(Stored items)

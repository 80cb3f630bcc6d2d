//! Per-episode reward accounting.

use std::collections::BTreeMap;
use std::fmt;

use serde::{Serialize, Serializer};

use crate::reward::{RewardBreakdown, RewardComponent, StepFlags};

/// Why an episode finished.
#[derive(Debug, Clone, Copy, PartialEq, Eq)]
pub enum EndReason {
    Scored,
    Conceded,
    TimeUp,
}

impl EndReason {
    pub fn from_flags(flags: StepFlags) -> Self {
        if flags.scored {
            EndReason::Scored
        } else if flags.conceded {
            EndReason::Conceded
        } else {
            EndReason::TimeUp
        }
    }

    pub fn as_str(self) -> &'static str {
        match self {
            EndReason::Scored => "scored",
            EndReason::Conceded => "conceded",
            EndReason::TimeUp => "time_up",
        }
    }
}

impl fmt::Display for EndReason {
    fn fmt(&self, f: &mut fmt::Formatter<'_>) -> fmt::Result {
        f.write_str(self.as_str())
    }
}

impl Serialize for EndReason {
    fn serialize<S: Serializer>(&self, s: S) -> Result<S::Ok, S::Error> {
        s.serialize_str(self.as_str())
    }
}

/// Running totals for the episode in progress.
#[derive(Debug, Clone, Default)]
pub struct EpisodeStats {
    pub total_reward: f64,                           // sum of shaped rewards
    pub by_component: BTreeMap<RewardComponent, f64>, // same sum, split by source
    pub step_count: u64,                             // transitions this episode
}

impl EpisodeStats {
    pub fn add(&mut self, r: &RewardBreakdown) {
        self.total_reward += r.total;
        for (&c, &v) in &r.components {
            *self.by_component.entry(c).or_insert(0.0) += v;
        }
        self.step_count += 1;
    }

    pub fn reset(&mut self) {
        *self = Self::default();
    }
}

/// Emitted once per finished episode.
#[derive(Debug, Clone, PartialEq, Serialize)]
pub struct EpisodeSummary {
    pub index: u64,
    pub total: f64,
    /// Component totals, most negative first.
    pub breakdown: Vec<(RewardComponent, f64)>,
    pub steps: u64,
    pub epsilon: f32,         // after any plateau reset
    pub reason: EndReason,
    pub plateau_reset: bool,  // this episode triggered a reset
}

impl EpisodeSummary {
    pub fn new(index: u64, stats: &EpisodeStats, epsilon: f32, reason: EndReason) -> Self {
        let mut breakdown: Vec<(RewardComponent, f64)> =
            stats.by_component.iter().map(|(&c, &v)| (c, v)).collect();
        breakdown.sort_by(|a, b| a.1.total_cmp(&b.1));
        Self {
            index,
            total: stats.total_reward,
            breakdown,
            steps: stats.step_count,
            epsilon,
            reason,
            plateau_reset: false,
        }
    }

    /// `component=value` pairs for log lines.
    pub fn breakdown_line(&self) -> String {
        self.breakdown
            .iter()
            .map(|(c, v)| format!("{c}={v:.3}"))
            .collect::<Vec<_>>()
            .join(" ")
    }
}

#[cfg(test)]
mod tests {
    use super::*;

    fn breakdown(pairs: &[(RewardComponent, f64)]) -> RewardBreakdown {
        let components: BTreeMap<_, _> = pairs.iter().copied().collect();
        RewardBreakdown { total: components.values().sum(), components }
    }

    #[test]
    fn accumulates_per_component() {
        let mut st = EpisodeStats::default();
        st.add(&breakdown(&[(RewardComponent::Progress, 0.4), (RewardComponent::Proximity, 0.1)]));
        st.add(&breakdown(&[(RewardComponent::Progress, 0.2)]));
        st.add(&breakdown(&[(RewardComponent::Foul, -25.0)]));
        assert_eq!(st.step_count, 3);
        assert!((st.total_reward - (-24.3)).abs() < 1e-9);
        assert!((st.by_component[&RewardComponent::Progress] - 0.6).abs() < 1e-9);
        let sum: f64 = st.by_component.values().sum();
        assert!((sum - st.total_reward).abs() < 1e-9);
    }

    #[test]
    fn summary_sorts_most_negative_first() {
        let mut st = EpisodeStats::default();
        st.add(&breakdown(&[
            (RewardComponent::Progress, 3.0),
            (RewardComponent::Conceded, -50.0),
            (RewardComponent::HomeControl, 1.0),
        ]));
        let s = EpisodeSummary::new(7, &st, 0.5, EndReason::Conceded);
        let order: Vec<_> = s.breakdown.iter().map(|(c, _)| *c).collect();
        assert_eq!(order, vec![RewardComponent::Conceded, RewardComponent::HomeControl, RewardComponent::Progress]);
        assert_eq!(s.breakdown_line(), "conceded=-50.000 home_control=1.000 progress=3.000");
    }

    #[test]
    fn end_reason_follows_flag_precedence() {
        let f = StepFlags { scored: true, conceded: true, episode_done: true, ..Default::default() };
        assert_eq!(EndReason::from_flags(f), EndReason::Scored);
        let f = StepFlags { conceded: true, episode_done: true, ..Default::default() };
        assert_eq!(EndReason::from_flags(f), EndReason::Conceded);
        let f = StepFlags { episode_done: true, caused_foul: true, ..Default::default() };
        assert_eq!(EndReason::from_flags(f), EndReason::TimeUp);
    }

    #[test]
    fn summary_json_uses_display_names() {
        let mut st = EpisodeStats::default();
        st.add(&breakdown(&[(RewardComponent::HomeControl, 1.0)]));
        let s = EpisodeSummary::new(2, &st, 0.5, EndReason::TimeUp);
        let v = serde_json::to_value(&s).unwrap();
        assert_eq!(v["reason"], "time_up");
        assert_eq!(v["breakdown"][0][0], "home_control");
        for r in [EndReason::Scored, EndReason::Conceded, EndReason::TimeUp] {
            assert_eq!(serde_json::to_value(r).unwrap(), r.to_string());
        }
    }

    #[test]
    fn reset_clears_everything() {
        let mut st = EpisodeStats::default();
        st.add(&breakdown(&[(RewardComponent::Shot, 1.0)]));
        st.reset();
        assert_eq!(st.step_count, 0);
        assert!(st.by_component.is_empty());
        assert_eq!(st.total_reward, 0.0);
    }
}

To do
Show the lines above that include "index".

Finished task
    pub index: u64,
    pub fn new(index: u64, stats: &EpisodeStats, epsilon: f32, reason: EndReason) -> Self {
            index,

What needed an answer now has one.